◆ WORK ORDER
Each line from the one that contains "of the stored" to the end of the entries must be copied word for word, and only those lines.
-=-=-=-=-
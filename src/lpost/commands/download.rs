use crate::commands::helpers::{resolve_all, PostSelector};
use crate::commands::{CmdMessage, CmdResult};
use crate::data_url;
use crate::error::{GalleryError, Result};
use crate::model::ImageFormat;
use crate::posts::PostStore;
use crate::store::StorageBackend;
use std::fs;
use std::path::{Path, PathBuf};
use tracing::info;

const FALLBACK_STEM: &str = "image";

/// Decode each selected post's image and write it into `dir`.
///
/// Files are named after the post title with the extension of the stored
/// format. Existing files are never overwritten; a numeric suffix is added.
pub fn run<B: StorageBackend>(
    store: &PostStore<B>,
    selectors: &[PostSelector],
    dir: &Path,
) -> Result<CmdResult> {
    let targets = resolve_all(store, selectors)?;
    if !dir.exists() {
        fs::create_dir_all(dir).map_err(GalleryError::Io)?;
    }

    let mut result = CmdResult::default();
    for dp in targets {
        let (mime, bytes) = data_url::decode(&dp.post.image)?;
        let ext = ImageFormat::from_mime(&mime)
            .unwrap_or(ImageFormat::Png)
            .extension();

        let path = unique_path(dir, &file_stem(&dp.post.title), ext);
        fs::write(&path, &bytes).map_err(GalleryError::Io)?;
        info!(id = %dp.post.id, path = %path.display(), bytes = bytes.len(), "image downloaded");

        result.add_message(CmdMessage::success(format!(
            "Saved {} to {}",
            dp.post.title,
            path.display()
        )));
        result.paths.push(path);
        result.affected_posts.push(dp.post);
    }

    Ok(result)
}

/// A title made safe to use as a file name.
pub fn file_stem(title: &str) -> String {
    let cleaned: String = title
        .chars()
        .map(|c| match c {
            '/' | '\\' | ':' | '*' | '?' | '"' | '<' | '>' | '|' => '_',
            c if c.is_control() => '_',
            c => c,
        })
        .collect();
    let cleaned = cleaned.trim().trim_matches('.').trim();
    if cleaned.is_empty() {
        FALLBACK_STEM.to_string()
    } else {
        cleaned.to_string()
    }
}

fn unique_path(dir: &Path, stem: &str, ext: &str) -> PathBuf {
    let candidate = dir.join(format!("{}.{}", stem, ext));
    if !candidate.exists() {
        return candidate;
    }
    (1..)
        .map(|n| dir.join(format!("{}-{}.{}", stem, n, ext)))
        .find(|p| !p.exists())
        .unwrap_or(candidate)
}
-=-=-=-=-
◆ SOLVED EXERCISE
/// Files are named after the post title with the extension of the stored
/// format. Existing files are never overwritten; a numeric suffix is added.
pub fn run<B: StorageBackend>(
    store: &PostStore<B>,
    selectors: &[PostSelector],
    dir: &Path,
) -> Result<CmdResult> {
    let targets = resolve_all(store, selectors)?;
    if !dir.exists() {
        fs::create_dir_all(dir).map_err(GalleryError::Io)?;
    }

    let mut result = CmdResult::default();
    for dp in targets {
        let (mime, bytes) = data_url::decode(&dp.post.image)?;
        let ext = ImageFormat::from_mime(&mime)
            .unwrap_or(ImageFormat::Png)
            .extension();

        let path = unique_path(dir, &file_stem(&dp.post.title), ext);
        fs::write(&path, &bytes).map_err(GalleryError::Io)?;
        info!(id = %dp.post.id, path = %path.display(), bytes = bytes.len(), "image downloaded");

        result.add_message(CmdMessage::success(format!(
            "Saved {} to {}",
            dp.post.title,
            path.display()
        )));
        result.paths.push(path);
        result.affected_posts.push(dp.post);
    }

    Ok(result)
}

/// A title made safe to use as a file name.
pub fn file_stem(title: &str) -> String {
    let cleaned: String = title
        .chars()
        .map(|c| match c {
            '/' | '\\' | ':' | '*' | '?' | '"' | '<' | '>' | '|' => '_',
            c if c.is_control() => '_',
            c => c,
        })
        .collect();
    let cleaned = cleaned.trim().trim_matches('.').trim();
    if cleaned.is_empty() {
        FALLBACK_STEM.to_string()
    } else {
        cleaned.to_string()
    }
}

fn unique_path(dir: &Path, stem: &str, ext: &str) -> PathBuf {
    let candidate = dir.join(format!("{}.{}", stem, ext));
    if !candidate.exists() {
        return candidate;
    }
    (1..)
        .map(|n| dir.join(format!("{}-{}.{}", stem, n, ext)))
        .find(|p| !p.exists())
        .unwrap_or(candidate)
}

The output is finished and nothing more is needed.